● **Problem requirements**
Return the lines of the data below in which the string "builder" occurs.

Excerpts from a dataset:
####
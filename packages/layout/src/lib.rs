//! # Bio Layout
//!
//! Block model and grid layout engine for link-in-bio pages.
//!
//! ## Architecture
//!
//! ```text
//! ┌─────────────────────────────────────────────┐
//! │ block: Block, Page, Profile, kind registry  │
//! └─────────────────────────────────────────────┘
//!                     ↓
//! ┌─────────────────────────────────────────────┐
//! │ coords: storage (row, col) ⇄ engine (col,   │
//! │         row), clamping to grid bounds       │
//! └─────────────────────────────────────────────┘
//!                     ↓
//! ┌─────────────────────────────────────────────┐
//! │ builder + compact: per-breakpoint layout    │
//! │         table, overlap-free                 │
//! └─────────────────────────────────────────────┘
//!                     ↓
//! ┌─────────────────────────────────────────────┐
//! │ patch: add / delete / resize / reorder /    │
//! │        content, canonical payload           │
//! └─────────────────────────────────────────────┘
//! ```
//!
//! ## Core Principles
//!
//! 1. **Storage is row-major**: persisted `x` is a row, engine `x` is a column
//! 2. **Sanitize, never reject**: coordinates are clamped into the grid
//! 3. **Wide is canonical**: only the wide breakpoint is persisted
//! 4. **Pure operations**: every patch returns a new state
//!
//! ## Usage
//!
//! ```rust,ignore
//! use bio_layout::{build_layouts, BuildOptions, Breakpoint};
//!
//! let layout = build_layouts(&profile.descriptors(), &BuildOptions::editable());
//! let wide = layout.get(Breakpoint::Wide);
//! ```

pub mod block;
pub mod breakpoint;
pub mod builder;
pub mod compact;
pub mod constants;
pub mod coords;
pub mod layout;
pub mod patch;

pub use block::{
    default_size_for_type, Block, BlockContent, BlockDescriptor, BlockKind, ImageData, KindSpec,
    LinkData, MapData, Page, Profile, SectionData, TextData, UnknownKind, VideoData,
};
pub use breakpoint::Breakpoint;
pub use builder::{build_layouts, BuildOptions};
pub use compact::{compact_vertical, is_overlap_free};
pub use constants::{DEFAULT_ROWS, MAX_SIZE, MIN_SIZE};
pub use coords::{
    clamp_coordinate, clamp_span, normalize_rect, to_engine, to_storage, GridBounds, GridRect,
    RawRect, StorageRect,
};
pub use layout::{BlockPosition, GridItem, LayoutTable};
pub use patch::{
    add_block, apply_layout_payload, delete_block, patch_content, remove_from_layout,
    reorder_blocks, resequence, resize_block, ContentPatch, ImagePatch, LayoutChange,
    LinkPatch, MapPatch, PatchError, PatchResult, SectionPatch, SizePreset, TextPatch, VideoPatch,
};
####
● **Response to this task**
//! │ builder + compact: per-breakpoint layout    │
pub mod builder;
pub use builder::{build_layouts, BuildOptions};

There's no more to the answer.